Tantos extranjeros buscando un lugar donde poder ser, y sin embargo, discriminados
y explotados por quienes les dan “una ayuda”. Fueron unos segundos en los que
sentí indignación de la "fe" que olvidó la justicia y la misericordia, dolido de la
iglesia que “espiritualizó” el amor y sacralizó la indiferencia, de aquel comedor
eclesial que nos distancia de la amistad y el compromiso. Venían a mi mente las
charlas sobre “alianzas estratégicas” para combatir la pobreza con la que ganaríamos
todo, pero perderíamos el alma... Me sentí parte de una gran mentira.

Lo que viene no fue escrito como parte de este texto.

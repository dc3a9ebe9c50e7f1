//! Property-based round-trip tests for the lexer (§8's lexer invariants).
//!
//! Generating genuinely arbitrary byte sequences and checking the full
//! round-trip property is impractical (most random byte strings are not
//! valid programs), so this narrows to a generator of
//! well-formed token sequences — identifiers, integers, and operators
//! separated by single spaces — for which concatenating the lexed
//! attributes (joined back with the same separators) must reproduce the
//! input exactly.

use ifjc_lex::{Lexer, TokenKind};
use ifjc_util::Handler;
use proptest::prelude::*;

fn ident_strategy() -> impl Strategy<Value = String> {
    "[a-zA-Z_][a-zA-Z0-9_]{0,8}"
        .prop_filter("not a keyword", |s| !ifjc_lex::KEYWORDS.contains(&s.as_str()))
}

fn int_strategy() -> impl Strategy<Value = String> {
    (1u64..1_000_000).prop_map(|n| n.to_string())
}

fn token_strategy() -> impl Strategy<Value = String> {
    prop_oneof![ident_strategy(), int_strategy()]
}

proptest! {
    #[test]
    fn lexeme_sequence_round_trips(tokens in prop::collection::vec(token_strategy(), 1..12)) {
        let source = tokens.join(" ");
        let mut handler = Handler::new();
        let mut lexer = Lexer::new(&source, &mut handler);

        let mut collected = Vec::new();
        loop {
            let tok = lexer.next_token();
            if tok.is_eof() {
                break;
            }
            prop_assert!(matches!(tok.kind, TokenKind::Identifier | TokenKind::Integer));
            collected.push(tok.attr);
        }

        prop_assert_eq!(collected, tokens);
        prop_assert!(!handler.has_errors());
    }

    #[test]
    fn lookahead_is_idempotent(tokens in prop::collection::vec(token_strategy(), 0..8)) {
        let source = tokens.join(" ");
        let mut handler = Handler::new();
        let mut lexer = Lexer::new(&source, &mut handler);

        loop {
            let a = lexer.lookahead();
            let b = lexer.lookahead();
            prop_assert_eq!(&a, &b);
            let consumed = lexer.next_token();
            prop_assert_eq!(a, consumed.clone());
            if consumed.is_eof() {
                break;
            }
        }
    }
}
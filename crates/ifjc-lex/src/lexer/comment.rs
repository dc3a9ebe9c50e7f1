//! Whitespace and comment skipping.
//!
//! Line comments start with `--`; block comments are `--[[ … ]]` and may
//! span multiple lines. An EOF reached while still inside a block
//! comment is a lexical error (§4.1).

use super::core::Lexer;
use ifjc_util::ExitCode;

impl<'a> Lexer<'a> {
    /// Skip whitespace and comments. Returns `Some(())` on success, or
    /// `None` if EOF was reached inside an unterminated block comment —
    /// the caller is responsible for turning that into an `Error` token.
    pub(super) fn skip_whitespace_and_comments(&mut self) -> Result<(), ()> {
        loop {
            match self.cursor.peek() {
                Some(b) if b == b' ' || b == b'\t' || b == b'\r' || b == b'\n' => {
                    self.cursor.bump();
                }
                Some(b'-') if self.cursor.peek_next() == Some(b'-') => {
                    self.cursor.bump();
                    self.cursor.bump();
                    if self.cursor.peek() == Some(b'[') && self.cursor.peek_next() == Some(b'[') {
                        self.cursor.bump();
                        self.cursor.bump();
                        self.skip_block_comment_body()?;
                    } else {
                        self.skip_line_comment_body();
                    }
                }
                _ => break,
            }
        }
        Ok(())
    }

    fn skip_line_comment_body(&mut self) {
        while let Some(b) = self.cursor.peek() {
            if b == b'\n' {
                break;
            }
            self.cursor.bump();
        }
    }

    fn skip_block_comment_body(&mut self) -> Result<(), ()> {
        loop {
            match self.cursor.peek() {
                None => {
                    self.report_error(ExitCode::Lexical, "unterminated block comment");
                    return Err(());
                }
                Some(b']') if self.cursor.peek_next() == Some(b']') => {
                    self.cursor.bump();
                    self.cursor.bump();
                    return Ok(());
                }
                Some(_) => {
                    self.cursor.bump();
                }
            }
        }
    }
}
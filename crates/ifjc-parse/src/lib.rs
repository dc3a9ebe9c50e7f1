//! ifjc-parse — the single-pass top-down parser, paired expression
//! parser, and per-compilation parser state (§4.3, §4.4).
//!
//! There is no persisted AST: every production here either emits
//! IFJ-code directly into a [`Program`] as it recognizes a construct,
//! or records what it learned straight into the symbol-table stack.
//! [`stmt::compile`] is the crate's one public entry point for turning
//! a whole source file into a finished program (or a diagnostic exit
//! code); the submodules below it are organized by what each rule
//! family touches rather than by grammar nonterminal.

pub mod bp;
pub mod builtins_codegen;
pub mod context;
pub mod expr;
pub mod parser;
pub mod stmt;

pub use context::FunctionCtx;
pub use parser::Parser;
pub use stmt::{compile, parse_program};

pub use ifjc_code::Program;
//! ifjc-drv — the command-line driver (§6).
//!
//! Unlike a multi-phase driver that owns a `Session` threading a `Vec`
//! of source files through separate lex/parse/codegen stages, this
//! compiler's whole pipeline is one function — [`ifjc_parse::compile`]
//! — so the driver's job shrinks to three steps: read a source (file or
//! stdin), hand it to that function along with a configured
//! [`Handler`], and write diagnostics to stderr and, on success, the
//! generated program to stdout or `-o <file>`.

use std::fs;
use std::io::{self, Read, Write};
use std::path::PathBuf;

use clap::Parser as ClapParser;
use ifjc_util::Handler;

/// Single-pass IFJ21 compiler, emitting IFJcode21.
#[derive(ClapParser, Debug)]
#[command(name = "ifjc")]
#[command(author, version, about = "Compiles IFJ21 source to IFJcode21", long_about = None)]
pub struct Cli {
    /// Source file to compile. Reads standard input when omitted.
    pub file: Option<PathBuf>,

    /// Write the generated IFJcode21 program here instead of stdout.
    #[arg(short = 'o', long = "output", value_name = "FILE")]
    pub output: Option<PathBuf>,

    /// Disable ANSI color codes in diagnostic output.
    #[arg(long = "no-color")]
    pub no_color: bool,

    /// Suppress warning diagnostics; only errors are reported.
    #[arg(long = "no-warn")]
    pub no_warn: bool,
}

/// Runs one compilation and returns the process exit status to use.
///
/// I/O failures (unreadable input, unwritable `-o` path) are reported
/// through `anyhow::Error` rather than folded into the compiler's own
/// [`ifjc_util::ExitCode`] classification — those codes describe the
/// *program being compiled*, not the driver's own environment.
pub fn run(cli: Cli) -> anyhow::Result<i32> {
    let source = read_source(cli.file.as_deref())?;

    let mut handler = Handler::new()
        .with_color(!cli.no_color)
        .with_warnings(!cli.no_warn);

    let (code, program) = ifjc_parse::compile(&source, &mut handler);

    let rendered = handler.render_all();
    if !rendered.is_empty() {
        eprintln!("{rendered}");
    }

    if let Some(program) = program {
        write_output(cli.output.as_deref(), &program)?;
    }

    Ok(code.code())
}

fn read_source(path: Option<&std::path::Path>) -> anyhow::Result<String> {
    match path {
        Some(path) => {
            fs::read_to_string(path).map_err(|e| anyhow::anyhow!("cannot read {}: {e}", path.display()))
        }
        None => {
            let mut buf = String::new();
            io::stdin().read_to_string(&mut buf)?;
            Ok(buf)
        }
    }
}

fn write_output(path: Option<&std::path::Path>, program: &str) -> anyhow::Result<()> {
    match path {
        Some(path) => fs::write(path, format!("{program}\n"))
            .map_err(|e| anyhow::anyhow!("cannot write {}: {e}", path.display())),
        None => {
            let stdout = io::stdout();
            let mut lock = stdout.lock();
            lock.write_all(program.as_bytes())?;
            lock.write_all(b"\n")?;
            Ok(())
        }
    }
}

#[cfg(test)]
mod tests {
    use super::*;

    #[test]
    fn file_defaults_to_none_so_stdin_is_used() {
        let cli = Cli::parse_from(["ifjc"]);
        assert_eq!(cli.file, None);
        assert!(!cli.no_color);
        assert!(!cli.no_warn);
    }

    #[test]
    fn positional_file_and_output_flag_are_parsed() {
        let cli = Cli::parse_from(["ifjc", "main.ifj", "-o", "out.ifjcode"]);
        assert_eq!(cli.file, Some(PathBuf::from("main.ifj")));
        assert_eq!(cli.output, Some(PathBuf::from("out.ifjcode")));
    }

    #[test]
    fn no_color_and_no_warn_flags_are_parsed() {
        let cli = Cli::parse_from(["ifjc", "--no-color", "--no-warn"]);
        assert!(cli.no_color);
        assert!(cli.no_warn);
    }
}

—Pase. Mire, lo ayudaré a encontrar un lugar donde dormir. Pero, por favor,
quédese aquí a cenar y a dormir en un lugar cómodo aquí en la iglesia. —¡Gracia!
—le cambió el semblante— ¡Gracia pastor! —me volvió a bendecir. —Seguro que
tendrá hambre. El frío da hambre ¿Comemos algo...? Pocas veces conocí verdades
como la que me presentó este hombre. ¿Cómo es la verdad en una sociedad que no
comprende nuestro sufrimiento? ¿Qué otro lenguaje usar para que nos ayuden, para
poder subsistir? ¿Qué otra verdad se puede usar para tener acceso a la ayuda a la que
tenemos derecho como seres humanos? ¿Y qué será mentir en un mundo así?
¿Quién miente en realidad? ¿Qué verdad es más viable que “una mentira” que grita
una cruda realidad?

Cuándo la miseria no tiene tiempo para esperar lentos cambios sociales, cambios
que quizá nunca lleguen, entender la necesidad de amar al prójimo puede que
implique caminos “pocos santos” a los ojos puritanos. Pero, si la necesidad nos fuera
presentada de otras maneras, ¿nos abriríamos a dar ayuda igualmente? Si no nos
“mintieran”, ¿los ayudaríamos? Porque quienes sufren grandes necesidades e
injusticias saben que si no radicalizan su relato no serán oídos. Al presentárseme la
pura verdad como lo hizo este hombre, en cuerpo y cicatriz, en gesto y
vulnerabilidad, “Dios me arrancó la careta”. Este hombre me mostró las grandes
mentiras en las que vivimos quienes ignoramos el sufrimiento de los demás. En
realidad somos nosotros quienes vivimos mentiras vestidas de verdad, y para esto,
hacemos aparecer como mentiroso a quien con su cruel sufrimiento nos grita el
horror de la pura realidad que viven miles y millones de personas a las que
ignoramos. Mentimos. Mentimos con consensuadas explicaciones, con lógicas que
nos libran de la misericordia, del compañerismo, de copadecimiento. El cuerpo de
hombre, su mirada, clamaban más fuertemente que cualquier palabra o
argumentación que pudiera salir de mi corazón endurecido. Mi confort, mi
condición de pastor sin ovejas, exponían mi indiferencia e insensatez. Entonces,
realmente, ¿quién mentía?, ¿quién necesitaba sincerarse ante el otro?

Jesús se dirigió entonces a los judíos que habían creído en él, y les dijo: —Si se
mantienen fieles a mis enseñanzas, serán realmente mis discípulos; y conocerán la
verdad, y la verdad los hará libres (Jn 8,31-32).